* **TASK DIRECTIONS**
Write the data out verbatim.

(Stored items)
//! Chat transcript messages

use serde::{Deserialize, Serialize};
use uuid::Uuid;

/// Author of a visible chat message
#[derive(Debug, Clone, Copy, PartialEq, Eq, Serialize, Deserialize)]
#[serde(rename_all = "lowercase")]
pub enum ChatRole {
    User,
    Model,
}

/// One entry in a session's visible transcript
#[derive(Debug, Clone, PartialEq, Eq, Serialize, Deserialize)]
#[serde(rename_all = "camelCase")]
pub struct ChatMessage {
    /// Identity token (UUID v7, so ids sort by creation)
    pub id: String,
    pub role: ChatRole,
    pub text: String,
    #[serde(default)]
    pub is_loading: bool,
}

impl ChatMessage {
    pub fn user(text: impl Into<String>) -> Self {
        Self::new(ChatRole::User, text.into(), false)
    }

    pub fn model(text: impl Into<String>) -> Self {
        Self::new(ChatRole::Model, text.into(), false)
    }

    /// Placeholder shown while a reply is pending
    pub fn loading() -> Self {
        Self::new(ChatRole::Model, String::new(), true)
    }

    fn new(role: ChatRole, text: String, is_loading: bool) -> Self {
        Self {
            id: Uuid::now_v7().to_string(),
            role,
            text,
            is_loading,
        }
    }
}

* **EXERCISE RESULT**
//! Chat transcript messages

use serde::{Deserialize, Serialize};
use uuid::Uuid;

/// Author of a visible chat message
#[derive(Debug, Clone, Copy, PartialEq, Eq, Serialize, Deserialize)]
#[serde(rename_all = "lowercase")]
pub enum ChatRole {
    User,
    Model,
}

/// One entry in a session's visible transcript
#[derive(Debug, Clone, PartialEq, Eq, Serialize, Deserialize)]
#[serde(rename_all = "camelCase")]
pub struct ChatMessage {
    /// Identity token (UUID v7, so ids sort by creation)
    pub id: String,
    pub role: ChatRole,
    pub text: String,
    #[serde(default)]
    pub is_loading: bool,
}

impl ChatMessage {
    pub fn user(text: impl Into<String>) -> Self {
        Self::new(ChatRole::User, text.into(), false)
    }

    pub fn model(text: impl Into<String>) -> Self {
        Self::new(ChatRole::Model, text.into(), false)
    }

    /// Placeholder shown while a reply is pending
    pub fn loading() -> Self {
        Self::new(ChatRole::Model, String::new(), true)
    }

    fn new(role: ChatRole, text: String, is_loading: bool) -> Self {
        Self {
            id: Uuid::now_v7().to_string(),
            role,
            text,
            is_loading,
        }
    }
}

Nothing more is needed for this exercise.